### The task
State only how many lines in the listing contain the string "clap".
___ Data in this exercise ___
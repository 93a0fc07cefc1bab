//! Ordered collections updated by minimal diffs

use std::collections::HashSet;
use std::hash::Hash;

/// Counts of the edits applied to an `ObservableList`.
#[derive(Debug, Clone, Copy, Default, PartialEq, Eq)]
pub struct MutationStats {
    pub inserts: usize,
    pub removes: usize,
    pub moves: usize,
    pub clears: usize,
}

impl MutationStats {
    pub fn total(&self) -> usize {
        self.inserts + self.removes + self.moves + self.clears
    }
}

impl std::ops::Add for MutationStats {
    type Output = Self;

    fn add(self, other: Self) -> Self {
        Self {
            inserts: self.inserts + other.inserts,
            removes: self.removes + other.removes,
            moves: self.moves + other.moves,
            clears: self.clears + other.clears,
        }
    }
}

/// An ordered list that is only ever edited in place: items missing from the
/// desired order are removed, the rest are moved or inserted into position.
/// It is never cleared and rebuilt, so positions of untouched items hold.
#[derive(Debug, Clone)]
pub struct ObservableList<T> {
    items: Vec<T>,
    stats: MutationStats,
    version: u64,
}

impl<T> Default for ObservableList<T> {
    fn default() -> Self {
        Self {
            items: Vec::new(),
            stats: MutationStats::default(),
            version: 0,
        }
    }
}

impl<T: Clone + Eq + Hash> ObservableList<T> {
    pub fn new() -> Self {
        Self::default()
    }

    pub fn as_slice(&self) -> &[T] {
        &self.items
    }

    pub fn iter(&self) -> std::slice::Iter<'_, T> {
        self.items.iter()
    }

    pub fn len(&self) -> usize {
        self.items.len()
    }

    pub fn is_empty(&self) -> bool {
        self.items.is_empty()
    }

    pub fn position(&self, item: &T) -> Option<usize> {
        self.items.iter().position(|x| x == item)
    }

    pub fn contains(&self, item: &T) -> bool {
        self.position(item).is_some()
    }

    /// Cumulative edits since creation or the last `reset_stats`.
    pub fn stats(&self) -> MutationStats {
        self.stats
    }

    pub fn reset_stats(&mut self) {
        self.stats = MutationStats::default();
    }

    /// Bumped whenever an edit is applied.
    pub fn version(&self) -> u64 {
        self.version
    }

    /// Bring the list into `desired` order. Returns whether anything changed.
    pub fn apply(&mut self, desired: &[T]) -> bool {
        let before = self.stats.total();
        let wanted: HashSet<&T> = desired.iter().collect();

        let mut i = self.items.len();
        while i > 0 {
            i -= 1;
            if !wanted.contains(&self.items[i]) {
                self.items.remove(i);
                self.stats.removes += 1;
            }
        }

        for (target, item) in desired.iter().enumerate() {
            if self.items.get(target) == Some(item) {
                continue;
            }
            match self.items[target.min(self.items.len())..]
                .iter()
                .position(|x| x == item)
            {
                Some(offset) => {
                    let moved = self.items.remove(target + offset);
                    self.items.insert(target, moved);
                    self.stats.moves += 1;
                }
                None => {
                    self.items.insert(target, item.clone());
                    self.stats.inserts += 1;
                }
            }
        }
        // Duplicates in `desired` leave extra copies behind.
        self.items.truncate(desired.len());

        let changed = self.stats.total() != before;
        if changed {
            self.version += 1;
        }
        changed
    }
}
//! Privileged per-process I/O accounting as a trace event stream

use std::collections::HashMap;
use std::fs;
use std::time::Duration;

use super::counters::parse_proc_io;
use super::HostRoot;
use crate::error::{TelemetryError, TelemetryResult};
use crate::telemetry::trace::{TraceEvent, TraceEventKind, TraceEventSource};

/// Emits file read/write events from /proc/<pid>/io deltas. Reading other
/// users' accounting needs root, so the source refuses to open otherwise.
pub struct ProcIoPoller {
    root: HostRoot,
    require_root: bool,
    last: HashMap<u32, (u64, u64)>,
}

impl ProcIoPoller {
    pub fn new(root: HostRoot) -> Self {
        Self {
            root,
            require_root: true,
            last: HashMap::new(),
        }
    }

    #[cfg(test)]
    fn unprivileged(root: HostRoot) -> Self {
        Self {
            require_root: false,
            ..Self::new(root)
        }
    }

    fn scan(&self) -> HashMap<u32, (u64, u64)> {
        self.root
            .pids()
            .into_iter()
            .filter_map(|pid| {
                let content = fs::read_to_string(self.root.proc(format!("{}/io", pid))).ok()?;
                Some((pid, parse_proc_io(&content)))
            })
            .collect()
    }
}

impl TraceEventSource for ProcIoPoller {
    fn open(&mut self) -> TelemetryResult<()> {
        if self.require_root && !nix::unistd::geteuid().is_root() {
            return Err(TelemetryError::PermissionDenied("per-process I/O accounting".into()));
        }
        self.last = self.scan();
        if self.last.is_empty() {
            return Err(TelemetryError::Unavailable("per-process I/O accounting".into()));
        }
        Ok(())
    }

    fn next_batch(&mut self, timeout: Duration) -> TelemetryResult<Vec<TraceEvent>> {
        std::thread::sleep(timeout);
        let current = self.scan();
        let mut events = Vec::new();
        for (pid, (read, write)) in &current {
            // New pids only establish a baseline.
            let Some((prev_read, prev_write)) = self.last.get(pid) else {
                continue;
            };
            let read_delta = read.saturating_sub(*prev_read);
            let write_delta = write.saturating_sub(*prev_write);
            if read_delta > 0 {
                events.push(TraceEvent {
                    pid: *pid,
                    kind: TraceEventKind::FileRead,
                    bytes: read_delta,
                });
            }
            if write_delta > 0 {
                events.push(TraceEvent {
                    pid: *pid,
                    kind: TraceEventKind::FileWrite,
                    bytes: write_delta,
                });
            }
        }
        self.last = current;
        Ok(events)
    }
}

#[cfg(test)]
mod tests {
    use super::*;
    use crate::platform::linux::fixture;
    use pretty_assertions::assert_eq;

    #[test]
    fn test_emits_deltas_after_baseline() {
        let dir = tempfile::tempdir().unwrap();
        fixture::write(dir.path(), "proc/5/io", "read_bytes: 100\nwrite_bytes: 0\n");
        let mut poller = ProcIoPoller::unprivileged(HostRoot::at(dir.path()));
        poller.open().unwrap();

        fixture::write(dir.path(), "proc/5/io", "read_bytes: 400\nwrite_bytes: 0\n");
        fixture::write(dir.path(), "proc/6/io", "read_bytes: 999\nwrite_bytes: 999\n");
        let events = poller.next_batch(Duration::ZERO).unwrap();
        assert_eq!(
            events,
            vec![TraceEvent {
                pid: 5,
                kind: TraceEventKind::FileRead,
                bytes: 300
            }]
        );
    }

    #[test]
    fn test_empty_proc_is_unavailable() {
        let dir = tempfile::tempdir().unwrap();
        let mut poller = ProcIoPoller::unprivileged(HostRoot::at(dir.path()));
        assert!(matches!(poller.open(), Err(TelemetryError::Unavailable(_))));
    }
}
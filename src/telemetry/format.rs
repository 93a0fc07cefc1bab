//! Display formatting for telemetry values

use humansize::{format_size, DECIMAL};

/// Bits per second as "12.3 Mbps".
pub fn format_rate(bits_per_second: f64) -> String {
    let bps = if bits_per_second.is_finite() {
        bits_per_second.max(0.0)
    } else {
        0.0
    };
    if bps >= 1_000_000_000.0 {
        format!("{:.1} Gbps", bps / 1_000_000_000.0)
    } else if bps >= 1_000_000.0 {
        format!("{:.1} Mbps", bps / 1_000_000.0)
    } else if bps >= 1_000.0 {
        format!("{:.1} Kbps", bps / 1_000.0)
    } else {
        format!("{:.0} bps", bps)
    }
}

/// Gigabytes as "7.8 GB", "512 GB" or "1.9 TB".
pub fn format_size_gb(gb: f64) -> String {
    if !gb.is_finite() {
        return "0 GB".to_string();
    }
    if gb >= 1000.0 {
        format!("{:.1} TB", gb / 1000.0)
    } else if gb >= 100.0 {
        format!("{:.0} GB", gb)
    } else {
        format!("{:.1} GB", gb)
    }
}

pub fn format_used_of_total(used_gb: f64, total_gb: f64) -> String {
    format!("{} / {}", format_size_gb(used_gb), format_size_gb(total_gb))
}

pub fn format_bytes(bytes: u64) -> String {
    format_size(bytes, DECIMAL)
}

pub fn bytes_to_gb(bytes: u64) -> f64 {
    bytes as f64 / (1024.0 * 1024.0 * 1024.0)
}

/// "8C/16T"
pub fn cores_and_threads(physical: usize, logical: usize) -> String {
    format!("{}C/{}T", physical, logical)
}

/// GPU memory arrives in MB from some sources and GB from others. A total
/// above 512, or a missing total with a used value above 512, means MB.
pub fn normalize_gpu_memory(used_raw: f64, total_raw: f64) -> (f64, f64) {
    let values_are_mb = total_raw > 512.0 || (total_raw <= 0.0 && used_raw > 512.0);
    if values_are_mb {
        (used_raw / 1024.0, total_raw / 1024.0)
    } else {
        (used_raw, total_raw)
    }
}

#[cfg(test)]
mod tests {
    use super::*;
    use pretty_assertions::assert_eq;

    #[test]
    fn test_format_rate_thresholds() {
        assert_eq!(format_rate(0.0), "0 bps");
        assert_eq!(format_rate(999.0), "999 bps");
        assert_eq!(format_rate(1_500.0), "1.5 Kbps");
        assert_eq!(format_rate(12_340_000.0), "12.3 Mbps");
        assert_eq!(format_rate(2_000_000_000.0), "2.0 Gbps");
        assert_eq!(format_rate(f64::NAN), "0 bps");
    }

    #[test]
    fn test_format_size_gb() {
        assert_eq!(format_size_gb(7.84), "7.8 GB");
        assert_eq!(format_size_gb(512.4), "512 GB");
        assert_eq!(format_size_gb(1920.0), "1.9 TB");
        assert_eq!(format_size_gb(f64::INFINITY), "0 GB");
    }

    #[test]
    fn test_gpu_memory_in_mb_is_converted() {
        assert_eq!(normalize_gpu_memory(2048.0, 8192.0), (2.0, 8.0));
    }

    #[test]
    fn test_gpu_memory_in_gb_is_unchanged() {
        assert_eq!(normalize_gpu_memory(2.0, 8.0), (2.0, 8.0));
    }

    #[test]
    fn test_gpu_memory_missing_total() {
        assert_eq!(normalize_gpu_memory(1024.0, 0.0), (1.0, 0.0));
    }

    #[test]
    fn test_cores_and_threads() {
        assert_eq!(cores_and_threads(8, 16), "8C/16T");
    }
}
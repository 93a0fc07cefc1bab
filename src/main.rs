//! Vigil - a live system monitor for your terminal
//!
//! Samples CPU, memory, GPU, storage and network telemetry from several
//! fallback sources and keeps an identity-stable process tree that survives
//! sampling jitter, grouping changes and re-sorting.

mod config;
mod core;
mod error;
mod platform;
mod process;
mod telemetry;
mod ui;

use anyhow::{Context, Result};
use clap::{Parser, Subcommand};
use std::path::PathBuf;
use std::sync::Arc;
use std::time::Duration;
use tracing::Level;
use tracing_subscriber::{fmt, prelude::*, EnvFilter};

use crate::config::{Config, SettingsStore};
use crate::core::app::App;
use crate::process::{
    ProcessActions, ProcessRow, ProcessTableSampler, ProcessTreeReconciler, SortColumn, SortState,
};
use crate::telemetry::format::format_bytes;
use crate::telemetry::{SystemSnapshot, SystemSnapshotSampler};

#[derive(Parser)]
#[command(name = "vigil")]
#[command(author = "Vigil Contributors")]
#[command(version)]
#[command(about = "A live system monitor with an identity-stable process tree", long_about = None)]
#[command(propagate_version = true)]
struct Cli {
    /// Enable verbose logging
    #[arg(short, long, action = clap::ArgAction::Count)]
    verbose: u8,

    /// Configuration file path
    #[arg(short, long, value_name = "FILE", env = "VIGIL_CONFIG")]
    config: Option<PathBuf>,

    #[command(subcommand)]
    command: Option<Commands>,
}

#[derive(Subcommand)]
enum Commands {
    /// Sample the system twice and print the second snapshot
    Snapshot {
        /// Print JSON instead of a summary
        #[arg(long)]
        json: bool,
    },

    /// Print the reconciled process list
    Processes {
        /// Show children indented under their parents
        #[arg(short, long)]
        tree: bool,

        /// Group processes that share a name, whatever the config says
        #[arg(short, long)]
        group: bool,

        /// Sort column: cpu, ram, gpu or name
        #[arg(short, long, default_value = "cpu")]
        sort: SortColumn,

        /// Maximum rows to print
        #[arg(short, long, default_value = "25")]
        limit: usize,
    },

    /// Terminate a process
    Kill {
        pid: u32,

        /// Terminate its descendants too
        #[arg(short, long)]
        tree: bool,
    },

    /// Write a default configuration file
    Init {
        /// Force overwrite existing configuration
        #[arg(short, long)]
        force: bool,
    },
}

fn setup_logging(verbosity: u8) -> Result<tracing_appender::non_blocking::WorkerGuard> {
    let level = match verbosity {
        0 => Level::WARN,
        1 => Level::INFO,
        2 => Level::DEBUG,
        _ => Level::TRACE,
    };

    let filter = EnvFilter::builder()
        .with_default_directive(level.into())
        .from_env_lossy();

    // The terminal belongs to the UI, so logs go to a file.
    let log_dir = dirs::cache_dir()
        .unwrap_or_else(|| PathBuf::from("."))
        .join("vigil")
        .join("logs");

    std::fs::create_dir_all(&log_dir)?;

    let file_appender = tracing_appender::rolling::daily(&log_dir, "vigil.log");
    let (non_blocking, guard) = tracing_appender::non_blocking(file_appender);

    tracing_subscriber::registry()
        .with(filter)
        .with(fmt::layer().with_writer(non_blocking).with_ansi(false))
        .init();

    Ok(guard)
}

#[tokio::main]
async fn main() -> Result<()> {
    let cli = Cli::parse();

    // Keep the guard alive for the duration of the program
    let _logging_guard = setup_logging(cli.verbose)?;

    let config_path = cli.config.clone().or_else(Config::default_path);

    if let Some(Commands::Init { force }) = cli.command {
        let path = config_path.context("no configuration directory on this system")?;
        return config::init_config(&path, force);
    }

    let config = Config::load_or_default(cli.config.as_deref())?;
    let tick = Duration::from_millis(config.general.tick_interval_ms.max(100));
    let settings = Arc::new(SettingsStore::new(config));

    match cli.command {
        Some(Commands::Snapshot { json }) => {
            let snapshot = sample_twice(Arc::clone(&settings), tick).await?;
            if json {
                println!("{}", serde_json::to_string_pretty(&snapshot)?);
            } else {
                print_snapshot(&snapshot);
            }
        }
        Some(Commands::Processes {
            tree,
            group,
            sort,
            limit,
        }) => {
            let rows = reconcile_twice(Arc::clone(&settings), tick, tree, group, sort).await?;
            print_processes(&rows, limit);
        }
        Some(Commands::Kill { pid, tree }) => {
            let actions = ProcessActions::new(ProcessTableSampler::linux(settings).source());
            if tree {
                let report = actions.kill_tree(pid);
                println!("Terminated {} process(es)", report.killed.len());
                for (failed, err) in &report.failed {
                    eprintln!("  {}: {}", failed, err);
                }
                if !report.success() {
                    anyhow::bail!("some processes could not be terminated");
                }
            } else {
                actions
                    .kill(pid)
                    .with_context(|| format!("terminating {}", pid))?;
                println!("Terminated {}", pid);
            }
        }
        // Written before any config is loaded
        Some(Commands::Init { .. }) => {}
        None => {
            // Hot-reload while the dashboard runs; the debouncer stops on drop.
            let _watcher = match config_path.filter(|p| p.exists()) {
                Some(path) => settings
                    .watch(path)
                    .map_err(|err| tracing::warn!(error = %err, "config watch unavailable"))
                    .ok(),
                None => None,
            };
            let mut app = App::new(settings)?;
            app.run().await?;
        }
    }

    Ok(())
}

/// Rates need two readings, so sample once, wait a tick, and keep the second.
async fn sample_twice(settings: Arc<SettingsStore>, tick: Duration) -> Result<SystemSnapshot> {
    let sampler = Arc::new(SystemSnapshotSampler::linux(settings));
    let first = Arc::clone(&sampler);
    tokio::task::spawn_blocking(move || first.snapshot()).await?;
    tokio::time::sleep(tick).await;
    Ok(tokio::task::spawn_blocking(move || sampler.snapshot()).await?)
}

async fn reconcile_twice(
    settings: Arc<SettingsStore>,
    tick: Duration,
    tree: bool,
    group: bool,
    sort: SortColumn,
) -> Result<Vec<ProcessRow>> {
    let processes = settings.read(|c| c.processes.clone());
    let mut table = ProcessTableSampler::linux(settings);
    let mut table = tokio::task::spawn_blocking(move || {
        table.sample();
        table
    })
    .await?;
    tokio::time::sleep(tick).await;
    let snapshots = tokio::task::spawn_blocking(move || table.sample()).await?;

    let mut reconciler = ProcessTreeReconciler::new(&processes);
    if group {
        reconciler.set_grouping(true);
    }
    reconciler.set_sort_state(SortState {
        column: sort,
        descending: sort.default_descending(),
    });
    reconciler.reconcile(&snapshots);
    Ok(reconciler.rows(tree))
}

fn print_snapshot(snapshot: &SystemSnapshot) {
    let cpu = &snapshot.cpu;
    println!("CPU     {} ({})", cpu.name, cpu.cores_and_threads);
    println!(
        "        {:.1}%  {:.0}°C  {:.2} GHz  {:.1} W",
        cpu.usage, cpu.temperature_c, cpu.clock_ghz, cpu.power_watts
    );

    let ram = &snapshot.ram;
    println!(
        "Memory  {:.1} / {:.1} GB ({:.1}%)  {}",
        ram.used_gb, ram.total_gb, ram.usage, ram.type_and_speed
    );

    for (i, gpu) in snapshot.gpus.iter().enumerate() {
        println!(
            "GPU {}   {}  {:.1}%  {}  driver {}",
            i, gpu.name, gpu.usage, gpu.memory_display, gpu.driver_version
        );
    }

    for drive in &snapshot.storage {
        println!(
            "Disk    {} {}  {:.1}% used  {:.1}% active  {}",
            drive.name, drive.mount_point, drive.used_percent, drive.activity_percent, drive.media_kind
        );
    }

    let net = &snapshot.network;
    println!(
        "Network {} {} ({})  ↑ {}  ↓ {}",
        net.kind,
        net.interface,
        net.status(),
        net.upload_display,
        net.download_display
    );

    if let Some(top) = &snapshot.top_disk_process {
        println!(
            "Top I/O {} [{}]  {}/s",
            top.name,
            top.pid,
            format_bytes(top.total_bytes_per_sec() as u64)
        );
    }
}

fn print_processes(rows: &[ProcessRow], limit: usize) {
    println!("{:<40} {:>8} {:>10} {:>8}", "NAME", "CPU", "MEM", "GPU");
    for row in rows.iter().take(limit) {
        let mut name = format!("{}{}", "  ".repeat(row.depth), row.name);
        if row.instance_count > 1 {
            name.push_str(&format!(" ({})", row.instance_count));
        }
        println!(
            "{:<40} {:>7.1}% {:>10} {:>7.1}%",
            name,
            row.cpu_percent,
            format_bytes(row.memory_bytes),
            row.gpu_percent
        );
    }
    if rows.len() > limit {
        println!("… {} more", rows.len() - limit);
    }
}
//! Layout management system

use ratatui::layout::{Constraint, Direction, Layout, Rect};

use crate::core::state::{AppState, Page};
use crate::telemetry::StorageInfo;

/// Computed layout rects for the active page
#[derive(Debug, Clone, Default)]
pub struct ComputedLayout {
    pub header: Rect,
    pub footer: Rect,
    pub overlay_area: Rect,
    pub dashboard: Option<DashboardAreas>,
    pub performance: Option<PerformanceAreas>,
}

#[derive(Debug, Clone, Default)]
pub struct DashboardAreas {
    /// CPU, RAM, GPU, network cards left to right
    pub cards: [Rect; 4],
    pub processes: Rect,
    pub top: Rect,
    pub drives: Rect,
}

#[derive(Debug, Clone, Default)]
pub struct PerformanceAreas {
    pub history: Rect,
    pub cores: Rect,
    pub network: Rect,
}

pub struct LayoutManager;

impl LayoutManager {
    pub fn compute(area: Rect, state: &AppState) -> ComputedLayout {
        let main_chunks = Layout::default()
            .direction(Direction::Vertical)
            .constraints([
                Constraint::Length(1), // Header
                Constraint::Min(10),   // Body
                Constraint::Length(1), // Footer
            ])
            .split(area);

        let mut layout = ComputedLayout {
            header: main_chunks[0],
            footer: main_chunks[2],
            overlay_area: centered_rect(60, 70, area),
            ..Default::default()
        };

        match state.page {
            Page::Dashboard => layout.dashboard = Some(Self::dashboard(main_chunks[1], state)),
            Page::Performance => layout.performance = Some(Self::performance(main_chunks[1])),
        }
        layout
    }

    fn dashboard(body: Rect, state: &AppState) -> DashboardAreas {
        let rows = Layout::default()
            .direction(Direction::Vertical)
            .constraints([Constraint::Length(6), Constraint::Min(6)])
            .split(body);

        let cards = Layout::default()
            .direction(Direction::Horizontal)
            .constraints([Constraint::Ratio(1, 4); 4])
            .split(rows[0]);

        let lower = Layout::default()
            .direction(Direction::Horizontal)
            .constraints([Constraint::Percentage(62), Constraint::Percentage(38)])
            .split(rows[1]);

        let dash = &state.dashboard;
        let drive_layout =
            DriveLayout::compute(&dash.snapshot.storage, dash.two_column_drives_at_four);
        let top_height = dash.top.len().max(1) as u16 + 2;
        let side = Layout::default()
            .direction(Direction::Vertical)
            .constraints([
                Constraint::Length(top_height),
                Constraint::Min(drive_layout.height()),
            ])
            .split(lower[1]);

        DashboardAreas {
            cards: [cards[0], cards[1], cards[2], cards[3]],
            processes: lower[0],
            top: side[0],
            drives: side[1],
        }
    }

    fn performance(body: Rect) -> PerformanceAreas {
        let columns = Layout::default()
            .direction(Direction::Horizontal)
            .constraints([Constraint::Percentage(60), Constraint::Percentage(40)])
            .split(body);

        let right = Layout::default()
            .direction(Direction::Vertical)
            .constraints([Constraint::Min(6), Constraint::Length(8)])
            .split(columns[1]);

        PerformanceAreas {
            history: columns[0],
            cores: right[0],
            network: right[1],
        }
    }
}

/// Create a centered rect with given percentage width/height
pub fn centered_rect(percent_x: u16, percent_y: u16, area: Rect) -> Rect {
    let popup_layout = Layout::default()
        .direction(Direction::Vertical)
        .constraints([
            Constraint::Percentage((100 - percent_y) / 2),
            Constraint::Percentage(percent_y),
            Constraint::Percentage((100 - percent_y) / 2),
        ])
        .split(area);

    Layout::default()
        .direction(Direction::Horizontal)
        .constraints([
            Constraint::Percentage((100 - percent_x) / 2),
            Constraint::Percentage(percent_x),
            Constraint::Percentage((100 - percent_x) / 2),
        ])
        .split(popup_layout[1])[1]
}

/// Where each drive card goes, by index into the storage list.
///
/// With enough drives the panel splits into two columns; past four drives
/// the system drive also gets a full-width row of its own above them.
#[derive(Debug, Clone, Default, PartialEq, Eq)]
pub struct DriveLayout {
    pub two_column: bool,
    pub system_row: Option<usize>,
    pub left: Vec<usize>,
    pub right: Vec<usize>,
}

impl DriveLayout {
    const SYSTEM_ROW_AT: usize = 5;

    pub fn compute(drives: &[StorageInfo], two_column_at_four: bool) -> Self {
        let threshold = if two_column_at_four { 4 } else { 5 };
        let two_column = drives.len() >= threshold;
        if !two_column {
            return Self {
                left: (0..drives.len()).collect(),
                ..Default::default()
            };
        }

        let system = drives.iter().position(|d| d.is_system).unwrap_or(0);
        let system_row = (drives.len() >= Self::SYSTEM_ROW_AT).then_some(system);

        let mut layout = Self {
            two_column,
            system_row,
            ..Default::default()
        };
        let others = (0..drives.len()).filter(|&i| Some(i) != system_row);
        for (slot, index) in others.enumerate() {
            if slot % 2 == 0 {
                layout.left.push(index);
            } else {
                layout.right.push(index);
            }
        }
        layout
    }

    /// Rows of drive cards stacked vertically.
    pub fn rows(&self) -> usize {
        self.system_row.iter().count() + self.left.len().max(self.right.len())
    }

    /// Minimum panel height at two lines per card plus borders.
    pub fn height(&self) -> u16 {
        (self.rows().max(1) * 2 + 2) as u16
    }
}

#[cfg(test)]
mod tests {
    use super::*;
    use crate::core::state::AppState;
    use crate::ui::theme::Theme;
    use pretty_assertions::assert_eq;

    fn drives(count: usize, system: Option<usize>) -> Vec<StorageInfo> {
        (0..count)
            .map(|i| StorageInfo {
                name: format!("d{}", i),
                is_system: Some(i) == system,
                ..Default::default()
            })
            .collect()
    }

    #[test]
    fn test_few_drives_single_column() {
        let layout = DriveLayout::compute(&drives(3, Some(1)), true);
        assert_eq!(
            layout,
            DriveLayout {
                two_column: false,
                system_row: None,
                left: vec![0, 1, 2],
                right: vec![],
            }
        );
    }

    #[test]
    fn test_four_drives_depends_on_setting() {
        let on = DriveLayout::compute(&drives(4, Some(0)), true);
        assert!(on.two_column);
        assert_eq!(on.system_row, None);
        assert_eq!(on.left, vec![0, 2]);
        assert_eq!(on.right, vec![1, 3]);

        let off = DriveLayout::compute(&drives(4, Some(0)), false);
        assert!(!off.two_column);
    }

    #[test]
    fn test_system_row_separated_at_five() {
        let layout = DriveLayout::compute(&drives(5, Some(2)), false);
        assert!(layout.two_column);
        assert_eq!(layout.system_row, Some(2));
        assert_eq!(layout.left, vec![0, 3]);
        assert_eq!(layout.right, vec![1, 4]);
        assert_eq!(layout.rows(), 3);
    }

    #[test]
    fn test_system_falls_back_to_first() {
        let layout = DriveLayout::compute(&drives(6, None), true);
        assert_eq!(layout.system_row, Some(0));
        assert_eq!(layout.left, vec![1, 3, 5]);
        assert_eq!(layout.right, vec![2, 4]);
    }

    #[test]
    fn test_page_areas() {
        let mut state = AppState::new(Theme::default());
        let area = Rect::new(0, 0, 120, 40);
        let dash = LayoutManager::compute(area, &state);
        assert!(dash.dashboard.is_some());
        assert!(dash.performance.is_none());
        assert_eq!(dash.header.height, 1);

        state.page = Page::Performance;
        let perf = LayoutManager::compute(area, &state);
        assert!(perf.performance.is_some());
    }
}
___
### Response area
2